DATA EXCERPTS:
______
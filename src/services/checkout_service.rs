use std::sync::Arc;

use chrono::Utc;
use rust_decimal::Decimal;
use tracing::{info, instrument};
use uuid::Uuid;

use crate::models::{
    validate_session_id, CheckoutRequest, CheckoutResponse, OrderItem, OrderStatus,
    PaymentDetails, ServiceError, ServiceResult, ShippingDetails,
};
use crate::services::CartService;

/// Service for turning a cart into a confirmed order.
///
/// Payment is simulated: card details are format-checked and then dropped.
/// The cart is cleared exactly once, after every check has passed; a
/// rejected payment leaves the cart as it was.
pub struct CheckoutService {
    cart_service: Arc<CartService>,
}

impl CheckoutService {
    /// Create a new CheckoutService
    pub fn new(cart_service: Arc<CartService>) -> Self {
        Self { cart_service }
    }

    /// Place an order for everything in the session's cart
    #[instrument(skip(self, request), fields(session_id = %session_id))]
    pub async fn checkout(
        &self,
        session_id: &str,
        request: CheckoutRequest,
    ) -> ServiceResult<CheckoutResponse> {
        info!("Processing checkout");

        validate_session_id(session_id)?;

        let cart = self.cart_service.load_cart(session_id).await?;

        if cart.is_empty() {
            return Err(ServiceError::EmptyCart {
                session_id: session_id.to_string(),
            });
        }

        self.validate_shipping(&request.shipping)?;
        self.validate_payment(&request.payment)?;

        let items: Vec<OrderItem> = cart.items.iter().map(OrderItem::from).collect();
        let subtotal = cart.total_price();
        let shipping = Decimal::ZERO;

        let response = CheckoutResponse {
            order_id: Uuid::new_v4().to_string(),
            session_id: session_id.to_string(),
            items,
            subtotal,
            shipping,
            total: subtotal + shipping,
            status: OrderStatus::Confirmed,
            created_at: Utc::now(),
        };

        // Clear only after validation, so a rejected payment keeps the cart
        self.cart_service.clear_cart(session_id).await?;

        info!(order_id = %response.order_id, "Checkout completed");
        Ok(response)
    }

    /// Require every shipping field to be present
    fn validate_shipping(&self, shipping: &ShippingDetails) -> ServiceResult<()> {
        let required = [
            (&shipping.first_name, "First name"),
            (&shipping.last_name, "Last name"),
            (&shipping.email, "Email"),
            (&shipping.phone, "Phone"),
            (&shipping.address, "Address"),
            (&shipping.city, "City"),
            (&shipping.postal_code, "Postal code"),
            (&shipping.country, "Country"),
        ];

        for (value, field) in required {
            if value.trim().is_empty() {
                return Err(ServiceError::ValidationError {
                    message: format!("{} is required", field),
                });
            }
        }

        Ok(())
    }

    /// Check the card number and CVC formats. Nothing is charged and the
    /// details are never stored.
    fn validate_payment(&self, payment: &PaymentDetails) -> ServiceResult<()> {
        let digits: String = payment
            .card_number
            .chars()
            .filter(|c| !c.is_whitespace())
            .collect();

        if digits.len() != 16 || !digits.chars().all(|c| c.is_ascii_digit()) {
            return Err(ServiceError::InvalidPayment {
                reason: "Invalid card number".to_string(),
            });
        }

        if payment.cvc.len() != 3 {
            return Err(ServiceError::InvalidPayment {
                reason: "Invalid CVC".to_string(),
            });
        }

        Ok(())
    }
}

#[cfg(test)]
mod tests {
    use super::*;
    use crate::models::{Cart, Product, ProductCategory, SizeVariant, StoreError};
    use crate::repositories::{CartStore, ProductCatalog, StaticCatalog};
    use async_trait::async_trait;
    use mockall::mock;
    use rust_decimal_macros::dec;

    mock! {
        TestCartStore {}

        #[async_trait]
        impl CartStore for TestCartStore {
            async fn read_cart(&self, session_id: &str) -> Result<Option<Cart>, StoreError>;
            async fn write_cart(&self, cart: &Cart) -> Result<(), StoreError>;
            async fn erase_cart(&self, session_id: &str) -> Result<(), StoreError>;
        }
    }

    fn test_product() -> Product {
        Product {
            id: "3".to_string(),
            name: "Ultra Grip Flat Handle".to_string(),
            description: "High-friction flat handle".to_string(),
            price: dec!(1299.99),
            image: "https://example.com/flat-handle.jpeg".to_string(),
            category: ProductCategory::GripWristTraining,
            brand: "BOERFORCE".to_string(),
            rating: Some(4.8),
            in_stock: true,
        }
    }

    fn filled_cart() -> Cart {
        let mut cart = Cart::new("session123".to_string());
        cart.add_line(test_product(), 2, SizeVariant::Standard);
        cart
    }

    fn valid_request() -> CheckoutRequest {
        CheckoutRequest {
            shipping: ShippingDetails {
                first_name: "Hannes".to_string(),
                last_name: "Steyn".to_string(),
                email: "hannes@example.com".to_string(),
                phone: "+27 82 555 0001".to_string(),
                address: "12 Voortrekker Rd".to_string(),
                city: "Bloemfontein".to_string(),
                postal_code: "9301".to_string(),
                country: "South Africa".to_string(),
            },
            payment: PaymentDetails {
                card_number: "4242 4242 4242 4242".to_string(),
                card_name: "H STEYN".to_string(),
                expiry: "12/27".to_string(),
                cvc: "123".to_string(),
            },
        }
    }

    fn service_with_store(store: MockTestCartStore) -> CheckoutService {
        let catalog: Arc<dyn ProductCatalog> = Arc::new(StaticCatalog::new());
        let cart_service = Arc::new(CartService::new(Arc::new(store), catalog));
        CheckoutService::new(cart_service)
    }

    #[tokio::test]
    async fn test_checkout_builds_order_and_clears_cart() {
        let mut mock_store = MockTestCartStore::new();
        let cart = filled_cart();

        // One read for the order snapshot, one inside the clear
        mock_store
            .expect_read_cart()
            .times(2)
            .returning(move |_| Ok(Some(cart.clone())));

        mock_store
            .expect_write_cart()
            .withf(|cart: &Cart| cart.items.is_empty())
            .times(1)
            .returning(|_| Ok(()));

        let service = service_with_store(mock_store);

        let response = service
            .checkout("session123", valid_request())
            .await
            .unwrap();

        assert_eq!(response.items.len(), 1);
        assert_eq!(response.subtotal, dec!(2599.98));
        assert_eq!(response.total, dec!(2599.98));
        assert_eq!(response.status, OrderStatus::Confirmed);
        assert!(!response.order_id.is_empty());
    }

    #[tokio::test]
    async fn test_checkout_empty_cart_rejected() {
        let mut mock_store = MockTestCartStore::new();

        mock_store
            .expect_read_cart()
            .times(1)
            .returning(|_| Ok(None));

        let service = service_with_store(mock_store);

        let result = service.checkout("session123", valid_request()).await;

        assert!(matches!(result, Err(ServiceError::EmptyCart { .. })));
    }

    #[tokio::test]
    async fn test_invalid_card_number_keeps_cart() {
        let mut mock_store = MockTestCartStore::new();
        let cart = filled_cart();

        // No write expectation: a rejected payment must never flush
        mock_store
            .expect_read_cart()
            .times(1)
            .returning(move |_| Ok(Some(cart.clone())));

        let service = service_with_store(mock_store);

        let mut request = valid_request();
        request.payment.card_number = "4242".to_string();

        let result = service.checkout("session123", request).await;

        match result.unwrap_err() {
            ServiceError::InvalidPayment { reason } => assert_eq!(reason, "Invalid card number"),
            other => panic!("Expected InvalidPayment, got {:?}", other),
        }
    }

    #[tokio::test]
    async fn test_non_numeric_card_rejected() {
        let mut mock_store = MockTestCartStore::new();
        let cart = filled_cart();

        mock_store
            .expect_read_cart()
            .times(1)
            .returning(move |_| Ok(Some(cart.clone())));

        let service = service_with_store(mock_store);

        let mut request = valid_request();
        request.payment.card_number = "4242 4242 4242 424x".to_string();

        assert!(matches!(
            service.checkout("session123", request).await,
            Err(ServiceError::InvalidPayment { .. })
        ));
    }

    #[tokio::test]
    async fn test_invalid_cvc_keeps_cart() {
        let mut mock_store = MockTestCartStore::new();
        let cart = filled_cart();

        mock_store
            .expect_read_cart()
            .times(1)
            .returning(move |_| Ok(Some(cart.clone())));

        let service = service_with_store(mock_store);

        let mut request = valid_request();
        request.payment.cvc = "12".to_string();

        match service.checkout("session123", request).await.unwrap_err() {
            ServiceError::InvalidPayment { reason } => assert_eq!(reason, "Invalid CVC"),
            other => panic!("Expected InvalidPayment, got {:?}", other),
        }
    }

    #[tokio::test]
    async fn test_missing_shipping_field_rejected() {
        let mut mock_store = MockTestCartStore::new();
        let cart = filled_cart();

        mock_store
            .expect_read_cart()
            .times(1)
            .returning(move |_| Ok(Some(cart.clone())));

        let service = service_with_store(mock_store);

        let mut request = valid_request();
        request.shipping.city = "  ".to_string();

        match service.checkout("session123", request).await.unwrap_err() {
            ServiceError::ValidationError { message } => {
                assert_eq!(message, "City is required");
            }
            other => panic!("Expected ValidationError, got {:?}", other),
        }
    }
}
______
ACTIVITY: The answer must be a single number: the count of lines in the entries above that contain "instrument".

OUTPUT FOR THIS EXERCISE: 2